Once again proving that we here at Polaroidland are your best source of obsolete-photo-technology news, The New Yorker’s Calvin Tomkins follows our recent post about the presidential photo shoot with a perfectly charming  Talk of the Town story (subscription required to read it online). I mean, he’s kind of late to the game and all, but it’s still nice.

Been a busy week, and I am late reporting on Tuesday’s announcement from The Impossible Project: a new product, financed through Kickstarter. It’s part-and-parcel with Impossible’s new camera, which has been in the works for some time, and thus far takes the form of (more or less) the bottom half of an SX-70/600-style camera: the motor, pick, processing rollers, and surrounding structure. Eventually, there’ll be cameras built atop that base. This week’s product announcement was a little simpler: a collapsible mount by which you can fit your iPhone to that base, and thus print your digital photos quickly and simply onto a sheet of analog instant film. It’ll be $299 retail when it arrives.

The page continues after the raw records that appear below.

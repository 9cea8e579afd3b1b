//! Status code classification.
//!
//! Only the codes the products API documents get their own kind; every other
//! code, including other 2xx, is `Unknown`.

use serde::{Deserialize, Serialize};

use crate::error::TransportError;
use crate::http::parse_status_line;

#[derive(Debug, Clone, Copy, PartialEq, Eq, Serialize, Deserialize)]
pub enum OutcomeKind {
    Success,
    BadFormat,
    NotFound,
    MethodNotAllowed,
    NotAcceptable,
    UnsupportedMediaType,
    ServerOffline,
    Unknown,
}

impl OutcomeKind {
    pub fn from_status(status: u16) -> Self {
        match status {
            200 => OutcomeKind::Success,
            400 => OutcomeKind::BadFormat,
            404 => OutcomeKind::NotFound,
            405 => OutcomeKind::MethodNotAllowed,
            406 => OutcomeKind::NotAcceptable,
            415 => OutcomeKind::UnsupportedMediaType,
            500 => OutcomeKind::ServerOffline,
            _ => OutcomeKind::Unknown,
        }
    }

    /// Lowercase fragment without trailing punctuation, so it reads well
    /// inside `ApiError`'s `HTTP {status}: {message}`.
    pub fn message(self) -> &'static str {
        match self {
            OutcomeKind::Success => "success",
            OutcomeKind::BadFormat => "invalid XML, JSON or date format",
            OutcomeKind::NotFound => "the URL does not exist",
            OutcomeKind::MethodNotAllowed => "invalid HTTP method",
            OutcomeKind::NotAcceptable => "requested an invalid content type",
            OutcomeKind::UnsupportedMediaType => "sent an invalid content type",
            OutcomeKind::ServerOffline => "the API service is offline",
            OutcomeKind::Unknown => "unknown error",
        }
    }
}

/// The classified status of one response.
#[derive(Debug, Clone, Copy, PartialEq, Eq, Serialize, Deserialize)]
pub struct ResponseOutcome {
    pub status: u16,
    pub kind: OutcomeKind,
}

impl ResponseOutcome {
    pub fn from_status(status: u16) -> Self {
        Self {
            status,
            kind: OutcomeKind::from_status(status),
        }
    }

    pub fn is_success(&self) -> bool {
        self.kind == OutcomeKind::Success
    }

    pub fn message(&self) -> &'static str {
        self.kind.message()
    }
}

/// Classify a response header block by its status line.
pub fn classify(header: &str) -> Result<ResponseOutcome, TransportError> {
    parse_status_line(header).map(ResponseOutcome::from_status)
}
fn main() {
    println!("cargo:rerun-if-changed=src");

    let crate_dir = std::env::var("CARGO_MANIFEST_DIR").unwrap_or_else(|_| ".".into());
    let include_dir = format!("{crate_dir}/include");

    let bindings = match cbindgen::Builder::new()
        .with_crate(&crate_dir)
        .with_language(cbindgen::Language::C)
        .with_include_guard("TRADEDOUBLER_H")
        .generate()
    {
        Ok(bindings) => bindings,
        Err(err) => {
            println!("cargo:warning=C header not generated: {err}");
            return;
        }
    };

    if let Err(err) = std::fs::create_dir_all(&include_dir) {
        println!("cargo:warning=cannot create {include_dir}: {err}");
        return;
    }
    bindings.write_to_file(format!("{include_dir}/tradedoubler.h"));
}
//! Payload decoding.
//!
//! `decode_json` distinguishes "nothing there" (`Empty`) from "not JSON"
//! (`Json`). A legitimately empty object or array is data, not a failure.

use serde_json::Value;

use crate::error::DecodeError;
use crate::types::ProductsPage;

pub fn decode_json(text: &str) -> Result<Value, DecodeError> {
    if text.trim().is_empty() {
        return Err(DecodeError::Empty);
    }
    match serde_json::from_str::<Value>(text)? {
        Value::Null => Err(DecodeError::Empty),
        value => Ok(value),
    }
}

pub fn decode_products(text: &str) -> Result<ProductsPage, DecodeError> {
    let value = decode_json(text)?;
    Ok(serde_json::from_value(value)?)
}
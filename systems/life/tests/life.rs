use cellular_sandbox_core::{CellCoord, CellState, Dimensions, Grid, RuleEngine};
use cellular_sandbox_system_life::{next_generation, Life, LifeCell};

fn grid_with(rows: u32, columns: u32, alive: &[(u32, u32)]) -> Grid {
    let mut grid = Grid::new(Dimensions::new(rows, columns));
    for &(column, row) in alive {
        let _ = grid.set(CellCoord::new(column, row), LifeCell::Alive.state());
    }
    grid
}

fn alive_cells(grid: &Grid) -> Vec<(u32, u32)> {
    grid.coords()
        .filter(|cell| grid.get(*cell) == Some(LifeCell::Alive.state()))
        .map(|cell| (cell.column(), cell.row()))
        .collect()
}

#[test]
fn block_is_a_still_life() {
    let block = grid_with(6, 6, &[(2, 2), (3, 2), (2, 3), (3, 3)]);
    let mut grid = block.clone();
    let mut life = Life::new();

    for generation in 0..16 {
        life.step(&mut grid);
        assert_eq!(grid, block, "block changed at generation {generation}");
    }
}

#[test]
fn blinker_oscillates_with_period_two() {
    let horizontal = grid_with(5, 5, &[(1, 2), (2, 2), (3, 2)]);
    let mut life = Life::new();
    let mut grid = horizontal.clone();

    life.step(&mut grid);
    assert_eq!(alive_cells(&grid), vec![(2, 1), (2, 2), (2, 3)]);

    life.step(&mut grid);
    assert_eq!(grid, horizontal);
}

/// Updates cells in row-major order, letting later cells observe earlier writes.
fn naive_in_place_step(grid: &mut Grid) {
    let alive = LifeCell::Alive.state();
    for cell in grid.coords().collect::<Vec<_>>() {
        let neighbors = grid.neighbor_count(cell, |state| state == alive);
        let current = LifeCell::from_state(grid.get(cell).unwrap_or(CellState::ZERO))
            .unwrap_or(LifeCell::Dead);
        let _ = grid.set(cell, current.next(neighbors).state());
    }
}

#[test]
fn update_reads_only_the_previous_generation() {
    let blinker = grid_with(5, 5, &[(1, 2), (2, 2), (3, 2)]);

    let mut naive = blinker.clone();
    naive_in_place_step(&mut naive);
    let synchronous = next_generation(&blinker);

    assert_ne!(
        naive, synchronous,
        "in-place updates must diverge on order-sensitive grids",
    );
    assert_eq!(alive_cells(&synchronous), vec![(2, 1), (2, 2), (2, 3)]);
}

#[test]
fn next_generation_leaves_input_untouched() {
    let blinker = grid_with(5, 5, &[(1, 2), (2, 2), (3, 2)]);
    let snapshot = blinker.clone();
    let _next = next_generation(&blinker);
    assert_eq!(blinker, snapshot);
}

#[test]
fn neighbours_wrap_across_columns() {
    // A horizontal blinker straddling the left and right edges.
    let grid = grid_with(5, 5, &[(4, 2), (0, 2), (1, 2)]);
    let next = next_generation(&grid);
    assert_eq!(alive_cells(&next), vec![(0, 1), (0, 2), (0, 3)]);
}

#[test]
fn neighbours_wrap_across_rows() {
    let grid = grid_with(5, 5, &[(2, 4), (2, 0), (2, 1)]);
    let next = next_generation(&grid);
    assert_eq!(alive_cells(&next), vec![(1, 0), (2, 0), (3, 0)]);
}

#[test]
fn glider_returns_home_after_circling_the_torus() {
    let glider = grid_with(8, 8, &[(1, 0), (2, 1), (0, 2), (1, 2), (2, 2)]);
    let mut grid = glider.clone();
    let mut life = Life::new();

    // One diagonal cell every four generations; eight cells to come back.
    for _ in 0..32 {
        life.step(&mut grid);
        assert_eq!(grid.population(), 5);
    }
    assert_eq!(grid, glider);
}

#[test]
fn lonely_cells_die() {
    let mut grid = grid_with(4, 4, &[(1, 1)]);
    Life::new().step(&mut grid);
    assert_eq!(grid.population(), 0);
}
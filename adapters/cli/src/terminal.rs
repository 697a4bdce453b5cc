use std::{
    io::Write,
    thread,
    time::{Duration, Instant},
};

use anyhow::{Context, Result as AnyResult};
use cellular_sandbox_core::CellCoord;
use cellular_sandbox_rendering::{
    Color, FrameControl, FrameInput, Presentation, RenderingBackend, Scene,
};
use clap::ValueEnum;

const CLEAR_SCREEN: &str = "\x1b[H\x1b[2J";
const RESET_STYLE: &str = "\x1b[0m";
const GRID_LINE: &str = "\u{258f} ";

/// How cells are printed to the terminal.
#[derive(Clone, Copy, Debug, Default, PartialEq, Eq, ValueEnum)]
pub(crate) enum FrameStyle {
    /// One glyph per cell.
    #[default]
    Ascii,
    /// Two truecolour-filled spaces per cell.
    Ansi,
}

/// Clock that feeds the scene update closure.
#[derive(Clone, Copy, Debug, PartialEq, Eq)]
pub(crate) enum Pacing {
    /// Simulated time: every frame advances by `dt` and only the last frame is printed.
    Headless {
        /// Time credited to each frame.
        dt: Duration,
    },
    /// Wall-clock time: frames are printed as they happen, roughly `frame` apart.
    RealTime {
        /// Target spacing between printed frames.
        frame: Duration,
    },
}

/// Rendering backend that prints scenes to a terminal or any writer.
#[derive(Debug)]
pub(crate) struct TerminalBackend<W> {
    out: W,
    style: FrameStyle,
    pacing: Pacing,
}

impl<W: Write> TerminalBackend<W> {
    /// Creates a backend writing to `out`.
    pub(crate) fn new(out: W, style: FrameStyle, pacing: Pacing) -> Self {
        Self { out, style, pacing }
    }

    fn draw(&mut self, title: &str, scene: &Scene) -> AnyResult<()> {
        let frame = render(scene, self.style);
        write!(self.out, "{title}\n{frame}").context("failed to write frame")?;
        self.out.flush().context("failed to flush terminal output")
    }
}

impl<W: Write> RenderingBackend for TerminalBackend<W> {
    fn run<F>(mut self, presentation: Presentation, mut update_scene: F) -> AnyResult<()>
    where
        F: FnMut(Duration, FrameInput, &mut Scene) -> FrameControl,
    {
        let title = presentation.window_title;
        let mut scene = presentation.scene;

        match self.pacing {
            Pacing::Headless { dt } => {
                while update_scene(dt, FrameInput::default(), &mut scene) == FrameControl::Continue
                {
                }
                self.draw(&title, &scene)
            }
            Pacing::RealTime { frame } => {
                let mut last = Instant::now();
                loop {
                    let now = Instant::now();
                    let control = update_scene(now - last, FrameInput::default(), &mut scene);
                    last = now;

                    let clear = clear_sequence(&scene, self.style);
                    write!(self.out, "{clear}").context("failed to clear terminal")?;
                    self.draw(&title, &scene)?;
                    if control == FrameControl::Exit {
                        return Ok(());
                    }
                    thread::sleep(frame.saturating_sub(now.elapsed()));
                }
            }
        }
    }
}

/// Escape sequence that wipes the terminal before a frame.
///
/// The ANSI style clears to the automaton's background color.
pub(crate) fn clear_sequence(scene: &Scene, style: FrameStyle) -> String {
    match style {
        FrameStyle::Ascii => CLEAR_SCREEN.to_owned(),
        FrameStyle::Ansi => format!("{}{CLEAR_SCREEN}", ansi_color(48, scene.palette.background)),
    }
}

fn ansi_color(layer: u8, color: Color) -> String {
    let [red, green, blue] = color.to_rgb_u8();
    format!("\x1b[{layer};2;{red};{green};{blue}m")
}

/// Formats a scene as text followed by its status line.
///
/// ANSI cells are two columns wide: a left grid line drawn in the palette's
/// line color, then the cell fill.
pub(crate) fn render(scene: &Scene, style: FrameStyle) -> String {
    let dimensions = scene.dimensions();
    let mut frame = String::new();
    for row in 0..dimensions.rows() {
        for column in 0..dimensions.columns() {
            let cell = CellCoord::new(column, row);
            match style {
                FrameStyle::Ascii => {
                    frame.push(scene.glyph_at(cell).unwrap_or(' '));
                }
                FrameStyle::Ansi => {
                    if let Some(color) = scene.color_at(cell) {
                        frame.push_str(&ansi_color(48, color));
                        frame.push_str(&ansi_color(38, scene.palette.grid_line));
                        frame.push_str(GRID_LINE);
                    }
                }
            }
        }
        if style == FrameStyle::Ansi {
            frame.push_str(RESET_STYLE);
        }
        frame.push('\n');
    }
    frame.push_str(&scene.status_line());
    frame.push('\n');
    frame
}

#[cfg(test)]
mod tests {
    use super::*;
    use cellular_sandbox_core::{Ant, AutomatonKind, CellState, Dimensions, Grid, Heading};
    use cellular_sandbox_rendering::GridPresentation;

    fn wire_scene() -> Scene {
        let mut grid = Grid::new(Dimensions::new(2, 3));
        let _ = grid.set(CellCoord::new(0, 0), CellState::new(1));
        let _ = grid.set(CellCoord::new(1, 0), CellState::new(2));
        let _ = grid.set(CellCoord::new(2, 0), CellState::new(3));
        Scene::capture(AutomatonKind::Wireworld, &grid, None, 4)
    }

    #[test]
    fn ascii_frames_print_one_glyph_per_cell() {
        assert_eq!(
            render(&wire_scene(), FrameStyle::Ascii),
            "@~=\n   \nWireworld | 3x2 | generation 4 | paused\n"
        );
    }

    #[test]
    fn ansi_frames_use_palette_colors() {
        let frame = render(&wire_scene(), FrameStyle::Ansi);
        let first_row = frame.lines().next().expect("grid row");

        assert!(first_row.starts_with("\x1b[48;2;50;130;255m\x1b[38;2;60;60;60m\u{258f} "));
        assert!(first_row.contains("\x1b[48;2;220;220;40m\x1b[38;2;60;60;60m\u{258f} "));
        assert!(first_row.ends_with(RESET_STYLE));
    }

    #[test]
    fn ansi_clear_fills_the_palette_background() {
        assert_eq!(
            clear_sequence(&wire_scene(), FrameStyle::Ansi),
            "\x1b[48;2;0;0;0m\x1b[H\x1b[2J"
        );

        let life = Scene::capture(
            AutomatonKind::GameOfLife,
            &Grid::new(Dimensions::new(1, 1)),
            None,
            0,
        );
        assert_eq!(
            clear_sequence(&life, FrameStyle::Ansi),
            "\x1b[48;2;240;240;240m\x1b[H\x1b[2J"
        );
        assert_eq!(clear_sequence(&life, FrameStyle::Ascii), CLEAR_SCREEN);
    }

    #[test]
    fn headless_backend_prints_only_the_final_frame() {
        let grid = Grid::new(Dimensions::new(1, 3));
        let ant = Ant {
            position: CellCoord::new(1, 0),
            heading: Heading::Up,
        };
        let scene = Scene::capture(AutomatonKind::LangtonsAnt, &grid, Some(ant), 0);
        let layout = GridPresentation::new(grid.dimensions(), 5.0)
            .expect("valid layout");
        let presentation = Presentation::new("sandbox", layout, scene);

        let mut out = Vec::new();
        let mut frames = 0;
        let backend = TerminalBackend::new(
            &mut out,
            FrameStyle::Ascii,
            Pacing::Headless {
                dt: Duration::from_millis(10),
            },
        );
        backend
            .run(presentation, |dt, _, scene| {
                assert_eq!(dt, Duration::from_millis(10));
                frames += 1;
                scene.generation = frames;
                if frames == 3 {
                    FrameControl::Exit
                } else {
                    FrameControl::Continue
                }
            })
            .expect("writing to memory succeeds");

        let printed = String::from_utf8(out).expect("utf-8 output");
        assert_eq!(
            printed,
            "sandbox\n.^.\nLangton's Ant | 3x1 | generation 3 | paused\n"
        );
    }
}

I have to admit that it’s not for me. I much prefer the other direction: shooting on analog film for its look, and then scanning for digital transmission. But apparently I am in the minority among Impossible’s fans, because the Kickstarter goal was $250,000, and it was met in about a day and a half. Impossible is still raising funds; as I write this, the total is headed toward $340K with 25 days to go. A bunch of people have pledged more than $2,000 apiece. I’m impressed, and also delighted to see all that cash headed toward this little company with big plans.

Post–21 Jump Street, pre–Captain Jack Sparrow. I’d guess mid-1990s (a.k.a. the Winona Years). With Spectra camera and hat from L.A.’s notorious Viper Room.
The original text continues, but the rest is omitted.